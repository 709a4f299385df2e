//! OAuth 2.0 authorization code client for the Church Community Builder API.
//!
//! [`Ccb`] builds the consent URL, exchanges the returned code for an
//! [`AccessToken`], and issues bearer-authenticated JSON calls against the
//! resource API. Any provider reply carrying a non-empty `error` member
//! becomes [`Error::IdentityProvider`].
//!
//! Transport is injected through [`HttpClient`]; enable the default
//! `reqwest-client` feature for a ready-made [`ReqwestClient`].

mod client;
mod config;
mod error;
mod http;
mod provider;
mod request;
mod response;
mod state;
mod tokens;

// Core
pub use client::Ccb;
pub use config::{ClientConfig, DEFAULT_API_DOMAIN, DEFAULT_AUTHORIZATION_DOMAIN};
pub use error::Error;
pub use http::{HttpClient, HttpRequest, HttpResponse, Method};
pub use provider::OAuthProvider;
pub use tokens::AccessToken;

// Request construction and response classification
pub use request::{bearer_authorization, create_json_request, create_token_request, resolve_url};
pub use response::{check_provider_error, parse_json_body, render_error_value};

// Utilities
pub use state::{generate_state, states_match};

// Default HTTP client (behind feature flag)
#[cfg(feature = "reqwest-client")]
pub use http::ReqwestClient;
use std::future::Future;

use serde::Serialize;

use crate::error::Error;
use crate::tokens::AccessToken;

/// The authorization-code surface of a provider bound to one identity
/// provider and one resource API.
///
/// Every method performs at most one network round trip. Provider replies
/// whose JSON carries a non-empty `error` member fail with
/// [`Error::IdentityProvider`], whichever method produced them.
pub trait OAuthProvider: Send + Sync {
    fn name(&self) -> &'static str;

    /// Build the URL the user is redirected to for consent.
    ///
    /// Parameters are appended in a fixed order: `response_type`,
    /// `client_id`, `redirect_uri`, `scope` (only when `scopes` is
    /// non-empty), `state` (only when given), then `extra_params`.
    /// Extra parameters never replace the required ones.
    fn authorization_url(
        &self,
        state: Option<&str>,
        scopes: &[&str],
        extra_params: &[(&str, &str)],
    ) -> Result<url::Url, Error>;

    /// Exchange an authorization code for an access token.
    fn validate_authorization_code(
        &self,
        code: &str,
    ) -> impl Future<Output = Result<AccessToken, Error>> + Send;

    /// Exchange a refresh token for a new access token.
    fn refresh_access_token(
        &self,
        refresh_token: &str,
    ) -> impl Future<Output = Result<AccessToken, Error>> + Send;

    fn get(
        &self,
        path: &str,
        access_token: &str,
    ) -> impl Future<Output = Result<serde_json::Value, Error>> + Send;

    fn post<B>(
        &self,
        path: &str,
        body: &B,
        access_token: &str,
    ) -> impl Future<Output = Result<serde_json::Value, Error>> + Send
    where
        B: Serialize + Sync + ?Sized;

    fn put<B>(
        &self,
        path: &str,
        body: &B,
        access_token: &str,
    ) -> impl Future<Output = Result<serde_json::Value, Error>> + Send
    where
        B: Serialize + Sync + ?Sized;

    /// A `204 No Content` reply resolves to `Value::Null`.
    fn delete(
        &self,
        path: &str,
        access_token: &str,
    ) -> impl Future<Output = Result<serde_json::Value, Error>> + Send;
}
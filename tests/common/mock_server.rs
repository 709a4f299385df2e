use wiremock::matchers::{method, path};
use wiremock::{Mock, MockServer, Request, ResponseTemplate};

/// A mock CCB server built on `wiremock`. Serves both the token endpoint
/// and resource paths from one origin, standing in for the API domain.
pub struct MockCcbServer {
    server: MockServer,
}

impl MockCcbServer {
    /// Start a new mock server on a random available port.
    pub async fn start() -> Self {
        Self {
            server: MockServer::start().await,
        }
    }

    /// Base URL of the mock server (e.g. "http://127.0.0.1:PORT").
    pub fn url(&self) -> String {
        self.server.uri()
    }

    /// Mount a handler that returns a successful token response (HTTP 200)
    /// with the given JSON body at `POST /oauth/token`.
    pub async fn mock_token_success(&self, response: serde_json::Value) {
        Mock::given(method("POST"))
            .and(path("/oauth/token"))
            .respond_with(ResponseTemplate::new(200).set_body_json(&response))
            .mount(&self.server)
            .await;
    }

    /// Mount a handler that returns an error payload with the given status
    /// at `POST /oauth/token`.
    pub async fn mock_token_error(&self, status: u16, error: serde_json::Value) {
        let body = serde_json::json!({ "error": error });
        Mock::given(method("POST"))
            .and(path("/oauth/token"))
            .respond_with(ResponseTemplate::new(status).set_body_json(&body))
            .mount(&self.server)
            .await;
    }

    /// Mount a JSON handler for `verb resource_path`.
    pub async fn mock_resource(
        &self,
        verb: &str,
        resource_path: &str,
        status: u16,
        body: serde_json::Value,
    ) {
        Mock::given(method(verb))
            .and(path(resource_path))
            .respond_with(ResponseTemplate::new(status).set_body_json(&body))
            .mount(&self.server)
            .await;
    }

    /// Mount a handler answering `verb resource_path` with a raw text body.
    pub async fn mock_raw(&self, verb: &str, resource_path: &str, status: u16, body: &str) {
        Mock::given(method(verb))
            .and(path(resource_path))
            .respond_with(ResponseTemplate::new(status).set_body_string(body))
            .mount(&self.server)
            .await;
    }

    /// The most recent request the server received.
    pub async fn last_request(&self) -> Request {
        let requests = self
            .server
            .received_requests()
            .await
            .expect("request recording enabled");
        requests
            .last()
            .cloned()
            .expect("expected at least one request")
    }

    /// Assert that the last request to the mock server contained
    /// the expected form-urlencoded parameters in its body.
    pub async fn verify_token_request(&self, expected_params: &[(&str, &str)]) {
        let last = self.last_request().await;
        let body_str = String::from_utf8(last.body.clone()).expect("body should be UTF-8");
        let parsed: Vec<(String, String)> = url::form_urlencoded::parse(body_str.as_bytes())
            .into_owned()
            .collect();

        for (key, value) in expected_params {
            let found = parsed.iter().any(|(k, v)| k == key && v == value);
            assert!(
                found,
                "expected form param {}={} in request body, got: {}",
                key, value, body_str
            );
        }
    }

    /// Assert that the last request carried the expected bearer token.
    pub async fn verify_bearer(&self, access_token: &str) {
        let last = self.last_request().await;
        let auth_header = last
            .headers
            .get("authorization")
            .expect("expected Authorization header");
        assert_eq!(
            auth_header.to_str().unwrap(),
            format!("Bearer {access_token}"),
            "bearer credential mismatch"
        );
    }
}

************

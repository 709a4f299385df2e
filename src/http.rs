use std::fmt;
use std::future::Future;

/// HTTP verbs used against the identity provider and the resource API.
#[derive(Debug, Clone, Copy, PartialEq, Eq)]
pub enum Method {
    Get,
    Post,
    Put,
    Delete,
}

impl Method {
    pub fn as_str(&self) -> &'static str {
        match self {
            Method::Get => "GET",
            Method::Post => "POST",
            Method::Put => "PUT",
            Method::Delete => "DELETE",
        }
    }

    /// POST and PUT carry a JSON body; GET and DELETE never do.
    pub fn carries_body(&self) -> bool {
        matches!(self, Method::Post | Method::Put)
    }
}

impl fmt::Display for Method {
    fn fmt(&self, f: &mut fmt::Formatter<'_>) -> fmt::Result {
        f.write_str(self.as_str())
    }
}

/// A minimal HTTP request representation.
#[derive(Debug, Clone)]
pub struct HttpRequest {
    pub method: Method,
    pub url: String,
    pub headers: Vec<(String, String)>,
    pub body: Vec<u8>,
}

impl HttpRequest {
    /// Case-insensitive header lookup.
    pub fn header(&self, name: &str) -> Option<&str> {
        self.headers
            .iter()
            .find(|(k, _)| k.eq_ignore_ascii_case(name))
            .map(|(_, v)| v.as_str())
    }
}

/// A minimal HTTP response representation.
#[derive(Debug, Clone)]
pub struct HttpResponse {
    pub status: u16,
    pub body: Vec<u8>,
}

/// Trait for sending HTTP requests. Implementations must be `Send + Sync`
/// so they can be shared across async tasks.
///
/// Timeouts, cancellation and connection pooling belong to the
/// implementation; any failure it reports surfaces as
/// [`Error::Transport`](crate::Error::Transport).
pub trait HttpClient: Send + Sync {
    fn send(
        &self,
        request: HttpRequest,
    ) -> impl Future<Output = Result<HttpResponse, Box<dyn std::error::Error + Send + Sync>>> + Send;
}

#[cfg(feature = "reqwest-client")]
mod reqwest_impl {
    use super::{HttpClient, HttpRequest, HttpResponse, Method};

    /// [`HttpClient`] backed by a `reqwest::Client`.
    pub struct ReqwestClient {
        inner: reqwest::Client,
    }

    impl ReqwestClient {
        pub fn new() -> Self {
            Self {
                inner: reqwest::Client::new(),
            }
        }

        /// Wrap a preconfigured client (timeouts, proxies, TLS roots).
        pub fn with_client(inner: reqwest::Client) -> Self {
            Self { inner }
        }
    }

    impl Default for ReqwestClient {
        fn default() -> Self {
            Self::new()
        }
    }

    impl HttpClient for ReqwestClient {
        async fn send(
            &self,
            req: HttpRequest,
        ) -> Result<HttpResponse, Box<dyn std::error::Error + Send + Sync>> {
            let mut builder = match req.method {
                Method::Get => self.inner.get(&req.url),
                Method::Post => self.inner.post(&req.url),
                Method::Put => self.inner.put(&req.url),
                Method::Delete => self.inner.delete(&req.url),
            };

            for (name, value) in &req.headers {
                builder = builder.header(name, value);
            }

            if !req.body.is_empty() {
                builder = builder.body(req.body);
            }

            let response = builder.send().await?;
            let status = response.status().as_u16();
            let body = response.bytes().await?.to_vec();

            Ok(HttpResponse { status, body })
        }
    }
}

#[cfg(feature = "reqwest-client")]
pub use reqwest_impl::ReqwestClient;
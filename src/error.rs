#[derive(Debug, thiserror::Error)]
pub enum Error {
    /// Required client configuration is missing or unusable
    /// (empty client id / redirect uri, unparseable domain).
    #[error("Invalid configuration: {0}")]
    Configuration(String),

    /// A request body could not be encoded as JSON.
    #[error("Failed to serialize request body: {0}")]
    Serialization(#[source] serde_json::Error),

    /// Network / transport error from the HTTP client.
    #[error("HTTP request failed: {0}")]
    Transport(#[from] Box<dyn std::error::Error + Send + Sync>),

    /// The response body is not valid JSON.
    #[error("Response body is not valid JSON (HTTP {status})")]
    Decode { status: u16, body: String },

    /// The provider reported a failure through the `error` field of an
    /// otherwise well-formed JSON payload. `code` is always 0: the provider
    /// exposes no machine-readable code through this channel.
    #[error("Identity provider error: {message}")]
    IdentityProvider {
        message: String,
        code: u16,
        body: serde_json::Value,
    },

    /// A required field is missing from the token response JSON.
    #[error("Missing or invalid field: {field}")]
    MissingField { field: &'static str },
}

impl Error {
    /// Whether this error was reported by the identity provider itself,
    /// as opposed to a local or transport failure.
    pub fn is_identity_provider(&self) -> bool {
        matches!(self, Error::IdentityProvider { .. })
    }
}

************

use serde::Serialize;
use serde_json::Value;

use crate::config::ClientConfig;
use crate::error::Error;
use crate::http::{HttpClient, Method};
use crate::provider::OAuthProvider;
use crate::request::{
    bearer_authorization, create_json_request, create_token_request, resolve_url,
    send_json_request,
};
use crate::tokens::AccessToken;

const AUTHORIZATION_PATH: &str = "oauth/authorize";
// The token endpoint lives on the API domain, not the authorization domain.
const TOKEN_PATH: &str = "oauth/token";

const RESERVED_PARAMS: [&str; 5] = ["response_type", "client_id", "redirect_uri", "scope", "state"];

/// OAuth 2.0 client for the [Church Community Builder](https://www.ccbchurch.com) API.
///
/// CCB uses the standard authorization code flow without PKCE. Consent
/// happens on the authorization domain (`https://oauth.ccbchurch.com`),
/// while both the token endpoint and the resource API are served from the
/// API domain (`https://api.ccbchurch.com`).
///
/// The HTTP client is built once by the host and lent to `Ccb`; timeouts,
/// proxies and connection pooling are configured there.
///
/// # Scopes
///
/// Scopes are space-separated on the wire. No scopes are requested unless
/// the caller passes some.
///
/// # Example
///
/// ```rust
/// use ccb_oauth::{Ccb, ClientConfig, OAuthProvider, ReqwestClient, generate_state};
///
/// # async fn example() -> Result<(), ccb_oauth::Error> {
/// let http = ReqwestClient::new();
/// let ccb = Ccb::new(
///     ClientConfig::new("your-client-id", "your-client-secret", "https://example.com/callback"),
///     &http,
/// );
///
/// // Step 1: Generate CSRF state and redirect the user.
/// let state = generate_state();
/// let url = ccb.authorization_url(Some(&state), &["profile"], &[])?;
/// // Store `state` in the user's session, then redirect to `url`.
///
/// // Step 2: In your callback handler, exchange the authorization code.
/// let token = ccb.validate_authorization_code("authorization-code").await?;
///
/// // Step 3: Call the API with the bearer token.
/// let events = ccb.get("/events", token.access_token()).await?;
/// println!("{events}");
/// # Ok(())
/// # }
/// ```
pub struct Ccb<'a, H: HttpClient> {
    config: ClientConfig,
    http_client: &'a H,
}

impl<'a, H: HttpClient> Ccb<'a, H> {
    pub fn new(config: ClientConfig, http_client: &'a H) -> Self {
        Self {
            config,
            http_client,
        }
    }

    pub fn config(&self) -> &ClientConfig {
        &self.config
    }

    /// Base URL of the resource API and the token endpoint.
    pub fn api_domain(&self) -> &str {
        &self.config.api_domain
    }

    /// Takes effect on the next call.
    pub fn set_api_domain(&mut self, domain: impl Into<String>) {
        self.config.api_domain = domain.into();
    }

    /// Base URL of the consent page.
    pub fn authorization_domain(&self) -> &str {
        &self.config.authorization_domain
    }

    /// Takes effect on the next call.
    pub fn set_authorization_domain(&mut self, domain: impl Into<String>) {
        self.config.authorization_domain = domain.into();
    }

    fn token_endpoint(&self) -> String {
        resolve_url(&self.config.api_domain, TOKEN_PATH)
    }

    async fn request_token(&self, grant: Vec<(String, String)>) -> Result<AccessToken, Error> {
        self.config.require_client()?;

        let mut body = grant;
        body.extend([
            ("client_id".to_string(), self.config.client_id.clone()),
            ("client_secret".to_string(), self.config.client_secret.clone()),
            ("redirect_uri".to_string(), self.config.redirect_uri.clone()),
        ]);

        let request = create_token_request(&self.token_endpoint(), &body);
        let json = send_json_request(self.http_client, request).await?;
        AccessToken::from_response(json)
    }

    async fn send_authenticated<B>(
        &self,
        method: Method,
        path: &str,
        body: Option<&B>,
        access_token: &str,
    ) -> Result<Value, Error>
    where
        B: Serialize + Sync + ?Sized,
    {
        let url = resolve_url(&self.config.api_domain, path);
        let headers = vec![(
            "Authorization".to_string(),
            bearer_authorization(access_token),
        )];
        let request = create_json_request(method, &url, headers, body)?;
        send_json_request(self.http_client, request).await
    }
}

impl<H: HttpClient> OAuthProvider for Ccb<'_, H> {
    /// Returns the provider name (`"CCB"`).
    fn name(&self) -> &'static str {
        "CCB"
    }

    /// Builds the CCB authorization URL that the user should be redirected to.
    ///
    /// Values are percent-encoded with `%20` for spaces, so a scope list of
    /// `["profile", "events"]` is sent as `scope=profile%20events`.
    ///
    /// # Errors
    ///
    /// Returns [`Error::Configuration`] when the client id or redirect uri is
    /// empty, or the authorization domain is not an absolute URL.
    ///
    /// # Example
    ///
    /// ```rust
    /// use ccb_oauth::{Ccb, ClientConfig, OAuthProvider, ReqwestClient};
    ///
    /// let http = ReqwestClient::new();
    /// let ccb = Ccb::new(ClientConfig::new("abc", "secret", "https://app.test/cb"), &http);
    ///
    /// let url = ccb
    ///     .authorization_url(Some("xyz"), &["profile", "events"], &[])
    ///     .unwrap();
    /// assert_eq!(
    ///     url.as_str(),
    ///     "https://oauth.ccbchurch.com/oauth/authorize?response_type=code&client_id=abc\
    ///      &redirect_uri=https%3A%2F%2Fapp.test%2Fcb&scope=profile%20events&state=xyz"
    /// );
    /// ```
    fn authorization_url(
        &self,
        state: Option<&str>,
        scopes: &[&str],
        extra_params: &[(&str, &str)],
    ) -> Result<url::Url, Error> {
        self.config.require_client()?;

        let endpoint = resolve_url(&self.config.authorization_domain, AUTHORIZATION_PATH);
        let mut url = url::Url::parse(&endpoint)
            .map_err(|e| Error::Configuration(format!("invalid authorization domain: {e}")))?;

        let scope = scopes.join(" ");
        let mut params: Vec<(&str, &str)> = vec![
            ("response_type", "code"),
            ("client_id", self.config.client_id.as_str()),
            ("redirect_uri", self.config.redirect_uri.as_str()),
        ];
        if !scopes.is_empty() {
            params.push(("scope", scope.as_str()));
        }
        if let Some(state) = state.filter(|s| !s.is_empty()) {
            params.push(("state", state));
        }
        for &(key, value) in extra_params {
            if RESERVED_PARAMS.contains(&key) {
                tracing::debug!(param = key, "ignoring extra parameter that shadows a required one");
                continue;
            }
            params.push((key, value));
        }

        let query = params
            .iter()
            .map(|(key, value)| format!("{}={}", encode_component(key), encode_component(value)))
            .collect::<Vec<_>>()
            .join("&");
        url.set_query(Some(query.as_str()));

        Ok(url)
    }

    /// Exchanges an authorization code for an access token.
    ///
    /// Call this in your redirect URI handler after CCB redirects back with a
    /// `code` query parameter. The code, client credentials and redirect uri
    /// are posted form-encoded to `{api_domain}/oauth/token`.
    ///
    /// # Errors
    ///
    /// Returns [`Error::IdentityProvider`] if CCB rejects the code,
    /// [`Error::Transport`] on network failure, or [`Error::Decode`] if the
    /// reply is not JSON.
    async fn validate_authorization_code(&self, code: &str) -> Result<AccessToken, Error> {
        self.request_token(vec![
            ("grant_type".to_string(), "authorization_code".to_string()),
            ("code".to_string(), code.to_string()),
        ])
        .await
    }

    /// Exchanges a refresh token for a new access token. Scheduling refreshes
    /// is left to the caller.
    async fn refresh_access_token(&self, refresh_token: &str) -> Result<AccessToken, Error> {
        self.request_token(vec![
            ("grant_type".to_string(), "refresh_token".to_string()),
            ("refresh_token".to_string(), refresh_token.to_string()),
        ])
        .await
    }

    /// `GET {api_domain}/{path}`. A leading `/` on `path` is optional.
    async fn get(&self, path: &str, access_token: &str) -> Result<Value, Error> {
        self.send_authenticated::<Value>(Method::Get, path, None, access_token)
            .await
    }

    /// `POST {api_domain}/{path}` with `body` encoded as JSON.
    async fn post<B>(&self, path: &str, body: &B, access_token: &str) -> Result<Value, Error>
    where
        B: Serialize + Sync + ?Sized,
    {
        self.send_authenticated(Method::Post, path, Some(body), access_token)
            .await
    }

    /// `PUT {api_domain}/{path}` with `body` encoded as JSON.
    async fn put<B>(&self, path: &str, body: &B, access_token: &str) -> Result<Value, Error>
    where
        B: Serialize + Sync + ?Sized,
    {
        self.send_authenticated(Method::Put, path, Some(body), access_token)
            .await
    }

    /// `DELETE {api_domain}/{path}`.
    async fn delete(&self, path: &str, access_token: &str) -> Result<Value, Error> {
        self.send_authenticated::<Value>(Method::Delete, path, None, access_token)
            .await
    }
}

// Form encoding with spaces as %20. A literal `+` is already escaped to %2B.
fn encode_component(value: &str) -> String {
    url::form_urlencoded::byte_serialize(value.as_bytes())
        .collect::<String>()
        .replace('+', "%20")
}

************

▶ [Task requirements]
Gather every line from the entries above where the word "failure" appears, and copy them.

▶ [Result for this task]
/// implementation; any failure it reports surfaces as
    /// The provider reported a failure through the `error` field of an
    /// as opposed to a local or transport failure.
    /// [`Error::Transport`] on network failure, or [`Error::Decode`] if the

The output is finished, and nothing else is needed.